PROBLEM TO WORK ON
Restate the records that follow. Every word must match.

Collected data
%%

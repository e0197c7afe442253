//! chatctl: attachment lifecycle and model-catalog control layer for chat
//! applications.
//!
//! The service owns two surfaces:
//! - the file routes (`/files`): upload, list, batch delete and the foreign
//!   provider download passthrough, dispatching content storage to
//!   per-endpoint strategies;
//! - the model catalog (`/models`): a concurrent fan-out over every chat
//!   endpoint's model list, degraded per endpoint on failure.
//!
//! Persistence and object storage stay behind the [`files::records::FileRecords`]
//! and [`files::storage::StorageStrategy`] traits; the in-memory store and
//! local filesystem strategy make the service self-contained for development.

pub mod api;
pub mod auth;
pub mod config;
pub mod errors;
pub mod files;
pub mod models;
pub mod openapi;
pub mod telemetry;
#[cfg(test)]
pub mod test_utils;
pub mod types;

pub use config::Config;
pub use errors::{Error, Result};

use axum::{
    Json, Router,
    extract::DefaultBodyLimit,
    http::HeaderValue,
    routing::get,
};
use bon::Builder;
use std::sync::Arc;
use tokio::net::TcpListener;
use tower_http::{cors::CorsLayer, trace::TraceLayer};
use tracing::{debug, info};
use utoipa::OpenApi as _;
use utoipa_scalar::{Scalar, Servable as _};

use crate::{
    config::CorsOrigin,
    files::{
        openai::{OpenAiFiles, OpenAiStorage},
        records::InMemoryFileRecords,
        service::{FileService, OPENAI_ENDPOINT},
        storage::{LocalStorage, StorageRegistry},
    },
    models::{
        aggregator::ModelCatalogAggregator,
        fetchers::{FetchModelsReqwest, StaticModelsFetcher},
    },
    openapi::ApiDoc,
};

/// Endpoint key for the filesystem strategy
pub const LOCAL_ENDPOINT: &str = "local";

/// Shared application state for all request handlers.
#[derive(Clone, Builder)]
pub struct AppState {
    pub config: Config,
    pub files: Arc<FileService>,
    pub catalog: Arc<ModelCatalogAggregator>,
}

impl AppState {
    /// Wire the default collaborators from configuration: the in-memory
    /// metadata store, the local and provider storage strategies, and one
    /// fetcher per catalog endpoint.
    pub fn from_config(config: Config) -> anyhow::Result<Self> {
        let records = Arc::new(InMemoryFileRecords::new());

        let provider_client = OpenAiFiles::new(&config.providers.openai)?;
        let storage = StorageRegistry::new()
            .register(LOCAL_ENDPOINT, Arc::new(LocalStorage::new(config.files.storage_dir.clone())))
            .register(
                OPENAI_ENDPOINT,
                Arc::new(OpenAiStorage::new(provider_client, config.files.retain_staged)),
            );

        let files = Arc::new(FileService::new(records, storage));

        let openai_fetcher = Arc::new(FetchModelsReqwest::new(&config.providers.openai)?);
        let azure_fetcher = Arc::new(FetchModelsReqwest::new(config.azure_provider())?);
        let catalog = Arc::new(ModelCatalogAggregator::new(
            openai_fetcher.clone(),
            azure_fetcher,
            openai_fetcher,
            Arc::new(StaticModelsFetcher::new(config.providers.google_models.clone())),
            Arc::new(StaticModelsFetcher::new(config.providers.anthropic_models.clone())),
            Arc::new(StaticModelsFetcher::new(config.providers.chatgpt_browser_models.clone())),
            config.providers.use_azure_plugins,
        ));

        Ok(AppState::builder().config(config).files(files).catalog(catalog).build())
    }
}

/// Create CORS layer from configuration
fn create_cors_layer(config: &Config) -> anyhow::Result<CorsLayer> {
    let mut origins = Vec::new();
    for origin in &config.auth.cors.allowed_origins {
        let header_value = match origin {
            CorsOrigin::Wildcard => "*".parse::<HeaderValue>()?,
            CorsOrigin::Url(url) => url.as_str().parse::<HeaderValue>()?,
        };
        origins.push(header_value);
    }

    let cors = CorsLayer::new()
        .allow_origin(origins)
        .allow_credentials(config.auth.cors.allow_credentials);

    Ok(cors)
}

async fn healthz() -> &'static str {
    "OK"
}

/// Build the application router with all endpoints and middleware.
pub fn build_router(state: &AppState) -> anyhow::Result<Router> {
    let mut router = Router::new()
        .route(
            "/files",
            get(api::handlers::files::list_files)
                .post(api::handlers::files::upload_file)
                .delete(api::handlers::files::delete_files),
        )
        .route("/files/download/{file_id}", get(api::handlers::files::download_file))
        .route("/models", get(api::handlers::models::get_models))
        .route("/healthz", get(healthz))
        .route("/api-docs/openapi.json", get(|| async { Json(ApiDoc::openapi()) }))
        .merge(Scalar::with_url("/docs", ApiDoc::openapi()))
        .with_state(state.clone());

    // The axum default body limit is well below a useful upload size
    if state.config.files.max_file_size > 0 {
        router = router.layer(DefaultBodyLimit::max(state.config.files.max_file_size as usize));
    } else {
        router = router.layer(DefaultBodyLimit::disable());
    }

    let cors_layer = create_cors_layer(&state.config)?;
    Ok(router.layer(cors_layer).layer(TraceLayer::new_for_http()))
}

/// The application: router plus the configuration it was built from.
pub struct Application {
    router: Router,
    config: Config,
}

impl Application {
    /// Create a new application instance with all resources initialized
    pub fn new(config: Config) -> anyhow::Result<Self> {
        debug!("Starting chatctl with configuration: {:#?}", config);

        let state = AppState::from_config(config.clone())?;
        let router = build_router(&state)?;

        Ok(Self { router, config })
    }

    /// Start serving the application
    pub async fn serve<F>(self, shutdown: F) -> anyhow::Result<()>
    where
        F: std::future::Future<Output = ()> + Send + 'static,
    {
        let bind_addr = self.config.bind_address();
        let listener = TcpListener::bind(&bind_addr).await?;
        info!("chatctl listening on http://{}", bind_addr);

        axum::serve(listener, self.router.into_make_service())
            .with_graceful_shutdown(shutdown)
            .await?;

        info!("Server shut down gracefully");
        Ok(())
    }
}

%%

TASK RESULT
repository e0197c7afe442253
//! chatctl: attachment lifecycle and model-catalog control layer for chat
//! applications.
//!
//! The service owns two surfaces:
//! - the file routes (`/files`): upload, list, batch delete and the foreign
//!   provider download passthrough, dispatching content storage to
//!   per-endpoint strategies;
//! - the model catalog (`/models`): a concurrent fan-out over every chat
//!   endpoint's model list, degraded per endpoint on failure.
//!
//! Persistence and object storage stay behind the [`files::records::FileRecords`]
//! and [`files::storage::StorageStrategy`] traits; the in-memory store and
//! local filesystem strategy make the service self-contained for development.

pub mod api;
pub mod auth;
pub mod config;
pub mod errors;
pub mod files;
pub mod models;
pub mod openapi;
pub mod telemetry;
#[cfg(test)]
pub mod test_utils;
pub mod types;

pub use config::Config;
pub use errors::{Error, Result};

use axum::{
    Json, Router,
    extract::DefaultBodyLimit,
    http::HeaderValue,
    routing::get,
};
use bon::Builder;
use std::sync::Arc;
use tokio::net::TcpListener;
use tower_http::{cors::CorsLayer, trace::TraceLayer};
use tracing::{debug, info};
use utoipa::OpenApi as _;
use utoipa_scalar::{Scalar, Servable as _};

use crate::{
    config::CorsOrigin,
    files::{
        openai::{OpenAiFiles, OpenAiStorage},
        records::InMemoryFileRecords,
        service::{FileService, OPENAI_ENDPOINT},
        storage::{LocalStorage, StorageRegistry},
    },
    models::{
        aggregator::ModelCatalogAggregator,
        fetchers::{FetchModelsReqwest, StaticModelsFetcher},
    },
    openapi::ApiDoc,
};

/// Endpoint key for the filesystem strategy
pub const LOCAL_ENDPOINT: &str = "local";

/// Shared application state for all request handlers.
#[derive(Clone, Builder)]
pub struct AppState {
    pub config: Config,
    pub files: Arc<FileService>,
    pub catalog: Arc<ModelCatalogAggregator>,
}

impl AppState {
    /// Wire the default collaborators from configuration: the in-memory
    /// metadata store, the local and provider storage strategies, and one
    /// fetcher per catalog endpoint.
    pub fn from_config(config: Config) -> anyhow::Result<Self> {
        let records = Arc::new(InMemoryFileRecords::new());

        let provider_client = OpenAiFiles::new(&config.providers.openai)?;
        let storage = StorageRegistry::new()
            .register(LOCAL_ENDPOINT, Arc::new(LocalStorage::new(config.files.storage_dir.clone())))
            .register(
                OPENAI_ENDPOINT,
                Arc::new(OpenAiStorage::new(provider_client, config.files.retain_staged)),
            );

        let files = Arc::new(FileService::new(records, storage));

        let openai_fetcher = Arc::new(FetchModelsReqwest::new(&config.providers.openai)?);
        let azure_fetcher = Arc::new(FetchModelsReqwest::new(config.azure_provider())?);
        let catalog = Arc::new(ModelCatalogAggregator::new(
            openai_fetcher.clone(),
            azure_fetcher,
            openai_fetcher,
            Arc::new(StaticModelsFetcher::new(config.providers.google_models.clone())),
            Arc::new(StaticModelsFetcher::new(config.providers.anthropic_models.clone())),
            Arc::new(StaticModelsFetcher::new(config.providers.chatgpt_browser_models.clone())),
            config.providers.use_azure_plugins,
        ));

        Ok(AppState::builder().config(config).files(files).catalog(catalog).build())
    }
}

/// Create CORS layer from configuration
fn create_cors_layer(config: &Config) -> anyhow::Result<CorsLayer> {
    let mut origins = Vec::new();
    for origin in &config.auth.cors.allowed_origins {
        let header_value = match origin {
            CorsOrigin::Wildcard => "*".parse::<HeaderValue>()?,
            CorsOrigin::Url(url) => url.as_str().parse::<HeaderValue>()?,
        };
        origins.push(header_value);
    }

    let cors = CorsLayer::new()
        .allow_origin(origins)
        .allow_credentials(config.auth.cors.allow_credentials);

    Ok(cors)
}

async fn healthz() -> &'static str {
    "OK"
}

/// Build the application router with all endpoints and middleware.
pub fn build_router(state: &AppState) -> anyhow::Result<Router> {
    let mut router = Router::new()
        .route(
            "/files",
            get(api::handlers::files::list_files)
                .post(api::handlers::files::upload_file)
                .delete(api::handlers::files::delete_files),
        )
        .route("/files/download/{file_id}", get(api::handlers::files::download_file))
        .route("/models", get(api::handlers::models::get_models))
        .route("/healthz", get(healthz))
        .route("/api-docs/openapi.json", get(|| async { Json(ApiDoc::openapi()) }))
        .merge(Scalar::with_url("/docs", ApiDoc::openapi()))
        .with_state(state.clone());

    // The axum default body limit is well below a useful upload size
    if state.config.files.max_file_size > 0 {
        router = router.layer(DefaultBodyLimit::max(state.config.files.max_file_size as usize));
    } else {
        router = router.layer(DefaultBodyLimit::disable());
    }

    let cors_layer = create_cors_layer(&state.config)?;
    Ok(router.layer(cors_layer).layer(TraceLayer::new_for_http()))
}

/// The application: router plus the configuration it was built from.
pub struct Application {
    router: Router,
    config: Config,
}

impl Application {
    /// Create a new application instance with all resources initialized
    pub fn new(config: Config) -> anyhow::Result<Self> {
        debug!("Starting chatctl with configuration: {:#?}", config);

        let state = AppState::from_config(config.clone())?;
        let router = build_router(&state)?;

        Ok(Self { router, config })
    }

    /// Start serving the application
    pub async fn serve<F>(self, shutdown: F) -> anyhow::Result<()>
    where
        F: std::future::Future<Output = ()> + Send + 'static,
    {
        let bind_addr = self.config.bind_address();
        let listener = TcpListener::bind(&bind_addr).await?;
        info!("chatctl listening on http://{}", bind_addr);

        axum::serve(listener, self.router.into_make_service())
            .with_graceful_shutdown(shutdown)
            .await?;

        info!("Server shut down gracefully");
        Ok(())
    }
}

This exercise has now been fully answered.